Capítulo 146 Voces en la oscuridad
La noche era un manto oscuro que cubría Santa Aurora, mientras Amatista se aseguraba de que cada paso estuviera calculado. Había seguido al pie de la letra las instrucciones de Roque, tomando dos taxis diferentes para alejarse de la ciudad antes de acercarse a un pequeño pueblo con calles casi desiertas. Allí, encontró un teléfono público apartado, sin cámaras visibles, y marcó con manos temblorosas el número que había memorizado.
El sonido del tono delataba su creciente ansiedad, y cuando la voz grave de Enzo se escuchó al otro lado, su corazón pareció detenerse.
—¿Quién carajos es? —preguntó, su tono molesto y áspero.
—Soy yo… —respondió Amatista, su voz apenas un susurro.

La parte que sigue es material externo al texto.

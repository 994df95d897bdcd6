//! Aggregates the JSONL request log for
//! `nutriboard activity`.

use std::collections::HashMap;
use std::path::Path;

use serde::Serialize;

use crate::activity::logger::{self, ActivityEntry};

/// Summary of logged API traffic.
#[derive(Debug, Default, Serialize)]
pub struct ActivitySummary {
    pub total_requests: usize,
    pub failures: usize,
    /// Requests answered with 401 (each one forced a logout).
    pub unauthorized: usize,
    /// Requests that never got a response.
    pub network_errors: usize,
    pub avg_latency_ms: f64,
    pub endpoints: Vec<EndpointStat>,
}

/// Per-endpoint aggregate.
#[derive(Debug, Clone, Serialize)]
pub struct EndpointStat {
    pub method: String,
    pub endpoint: String,
    pub count: usize,
    pub failures: usize,
    pub avg_latency_ms: f64,
}

impl ActivitySummary {
    /// Failure rate in percent, 0.0 when nothing was logged.
    pub fn failure_pct(&self) -> f64 {
        if self.total_requests == 0 {
            0.0
        } else {
            (self.failures as f64 / self.total_requests as f64) * 100.0
        }
    }
}

/// Summarize the log at `path`, optionally limited to the last `days` days.
pub fn compute_summary(path: &Path, days: Option<u32>) -> ActivitySummary {
    let entries = logger::read_entries_since_days(path, days);
    build_summary(&entries)
}

fn build_summary(entries: &[ActivityEntry]) -> ActivitySummary {
    if entries.is_empty() {
        return ActivitySummary::default();
    }

    let mut groups: HashMap<(String, String), (usize, usize, u64)> = HashMap::new();
    for entry in entries {
        let slot = groups
            .entry((entry.method.clone(), entry.endpoint.clone()))
            .or_insert((0, 0, 0));
        slot.0 += 1;
        if !entry.success {
            slot.1 += 1;
        }
        slot.2 += entry.latency_ms;
    }

    let mut endpoints: Vec<EndpointStat> = groups
        .into_iter()
        .map(|((method, endpoint), (count, failures, latency))| EndpointStat {
            method,
            endpoint,
            count,
            failures,
            avg_latency_ms: latency as f64 / count as f64,
        })
        .collect();
    endpoints.sort_by(|a, b| {
        b.count
            .cmp(&a.count)
            .then_with(|| a.endpoint.cmp(&b.endpoint))
    });

    let total_latency: u64 = entries.iter().map(|e| e.latency_ms).sum();

    ActivitySummary {
        total_requests: entries.len(),
        failures: entries.iter().filter(|e| !e.success).count(),
        unauthorized: entries.iter().filter(|e| e.status == Some(401)).count(),
        network_errors: entries.iter().filter(|e| e.status.is_none()).count(),
        avg_latency_ms: total_latency as f64 / entries.len() as f64,
        endpoints,
    }
}

#[cfg(test)]
mod tests {
    use super::*;

    fn entry(method: &str, endpoint: &str, status: Option<u16>, latency_ms: u64) -> ActivityEntry {
        ActivityEntry {
            timestamp: "2026-10-18T08:00:00+00:00".to_string(),
            method: method.to_string(),
            endpoint: endpoint.to_string(),
            status,
            latency_ms,
            success: status.is_some_and(|s| (200..300).contains(&s)),
        }
    }

    #[test]
    fn empty_log_gives_empty_summary() {
        let summary = build_summary(&[]);
        assert_eq!(summary.total_requests, 0);
        assert_eq!(summary.failure_pct(), 0.0);
        assert!(summary.endpoints.is_empty());
    }

    #[test]
    fn summary_groups_by_method_and_endpoint() {
        let entries = vec![
            entry("GET", "/meals/stats", Some(200), 10),
            entry("GET", "/meals/stats", Some(200), 30),
            entry("GET", "/meals", Some(401), 5),
            entry("POST", "/login", None, 15_000),
        ];
        let summary = build_summary(&entries);

        assert_eq!(summary.total_requests, 4);
        assert_eq!(summary.failures, 2);
        assert_eq!(summary.unauthorized, 1);
        assert_eq!(summary.network_errors, 1);
        assert!((summary.failure_pct() - 50.0).abs() < f64::EPSILON);

        let top = &summary.endpoints[0];
        assert_eq!(top.endpoint, "/meals/stats");
        assert_eq!(top.count, 2);
        assert!((top.avg_latency_ms - 20.0).abs() < f64::EPSILON);
    }
}
//! Client session: bearer token plus the cached user-preferences blob.
//!
//! Both live in [`Storage`] under fixed keys. The preferences are a display
//! cache only; the backend stays authoritative for everything.

use std::sync::Arc;

use anyhow::{Context, Result};
use chrono::{DateTime, Utc};
use serde::{Deserialize, Serialize};

use crate::storage::Storage;

/// Storage key holding the bearer token.
pub const TOKEN_KEY: &str = "token";

/// Storage key holding the [`UserPreferences`] JSON blob.
pub const PREFERENCES_KEY: &str = "userPreferences";

/// Cached identity shown in headers and greetings.
#[derive(Debug, Clone, PartialEq, Eq, Serialize, Deserialize)]
#[serde(rename_all = "camelCase")]
pub struct UserPreferences {
    #[serde(default)]
    pub name: Option<String>,
    pub email: String,
    #[serde(default, skip_serializing_if = "Option::is_none")]
    pub last_login: Option<DateTime<Utc>>,
}

impl UserPreferences {
    pub fn new(name: Option<String>, email: impl Into<String>) -> Self {
        Self {
            name: name.filter(|n| !n.trim().is_empty()),
            email: email.into(),
            last_login: None,
        }
    }

    /// Name when known, otherwise the local part of the email.
    pub fn display_name(&self) -> &str {
        match self.name.as_deref() {
            Some(name) => name,
            None => self.email.split('@').next().unwrap_or(&self.email),
        }
    }
}

/// Handle over the persisted session. Cheap to clone.
#[derive(Clone)]
pub struct Session {
    storage: Arc<dyn Storage>,
}

impl std::fmt::Debug for Session {
    fn fmt(&self, f: &mut std::fmt::Formatter<'_>) -> std::fmt::Result {
        f.debug_struct("Session")
            .field("authenticated", &self.is_authenticated())
            .finish()
    }
}

impl Session {
    pub fn new(storage: Arc<dyn Storage>) -> Self {
        Self { storage }
    }

    /// The stored bearer token, if any. Blank tokens count as absent.
    pub fn token(&self) -> Option<String> {
        self.storage
            .get_item(TOKEN_KEY)
            .filter(|token| !token.trim().is_empty())
    }

    pub fn is_authenticated(&self) -> bool {
        self.token().is_some()
    }

    /// Cached preferences. A malformed blob reads as absent.
    pub fn preferences(&self) -> Option<UserPreferences> {
        let raw = self.storage.get_item(PREFERENCES_KEY)?;
        serde_json::from_str(&raw).ok()
    }

    pub fn set_preferences(&self, prefs: &UserPreferences) -> Result<()> {
        let json = serde_json::to_string(prefs).context("failed to serialize preferences")?;
        self.storage.set_item(PREFERENCES_KEY, &json)
    }

    /// Persist a successful login.
    pub fn store_login(&self, token: &str, mut prefs: UserPreferences) -> Result<()> {
        prefs.last_login = Some(Utc::now());
        self.storage
            .set_item(TOKEN_KEY, token)
            .context("failed to store session token")?;
        self.set_preferences(&prefs)
    }

    /// Drop the token and the preferences blob.
    ///
    /// Both removals are attempted; the first failure is returned.
    pub fn clear(&self) -> Result<()> {
        let token = self.storage.remove_item(TOKEN_KEY);
        let prefs = self.storage.remove_item(PREFERENCES_KEY);
        token.and(prefs)
    }
}

#[cfg(test)]
mod tests {
    use super::*;
    use crate::storage::MemoryStorage;

    fn session() -> (Arc<MemoryStorage>, Session) {
        let storage = Arc::new(MemoryStorage::new());
        (storage.clone(), Session::new(storage))
    }

    #[test]
    fn store_login_then_clear() {
        let (storage, session) = session();
        assert!(!session.is_authenticated());

        session
            .store_login("jwt-1", UserPreferences::new(Some("Ada".into()), "ada@example.com"))
            .unwrap();
        assert_eq!(session.token().as_deref(), Some("jwt-1"));
        let prefs = session.preferences().unwrap();
        assert_eq!(prefs.display_name(), "Ada");
        assert!(prefs.last_login.is_some());

        session.clear().unwrap();
        assert!(!session.is_authenticated());
        assert!(session.preferences().is_none());
        assert!(storage.is_empty());
    }

    #[test]
    fn blank_token_is_not_authenticated() {
        let (storage, session) = session();
        storage.set_item(TOKEN_KEY, "  ").unwrap();
        assert!(!session.is_authenticated());
    }

    #[test]
    fn display_name_falls_back_to_email() {
        let prefs = UserPreferences::new(Some("   ".into()), "grace@example.com");
        assert_eq!(prefs.display_name(), "grace");
    }

    #[test]
    fn preferences_blob_uses_camel_case() {
        let (storage, session) = session();
        let mut prefs = UserPreferences::new(None, "x@example.com");
        prefs.last_login = None;
        session.set_preferences(&prefs).unwrap();
        let raw = storage.get_item(PREFERENCES_KEY).unwrap();
        assert!(raw.contains("\"email\":\"x@example.com\""));
        assert!(!raw.contains("lastLogin"));
    }

    #[test]
    fn malformed_preferences_read_as_none() {
        let (storage, session) = session();
        storage.set_item(PREFERENCES_KEY, "not json").unwrap();
        assert!(session.preferences().is_none());
    }
}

Un silencio cortante invadió la línea. Cuando Enzo habló, su tono era una mezcla de incredulidad y desesperación.
—¿Gatita? ¿Eres tú?
—Sí, Enzo. Soy yo.
—¿Dónde estás? —preguntó de inmediato, con un deje de súplica en su voz.
—No puedo decirte eso. Llamo porque necesitas saber algo importante. Estamos esperando gemelos.
El anuncio cayó como un rayo en la mente de Enzo. Su mano se tensó alrededor del teléfono, mientras una oleada de emociones lo atravesaba.
—¿Gemelos? —repitió, como si necesitara confirmar lo que acababa de escuchar—. Maldita sea, ¿por qué te fuiste, Amatista?
Ella tomó aire, sus ojos brillando con lágrimas contenidas.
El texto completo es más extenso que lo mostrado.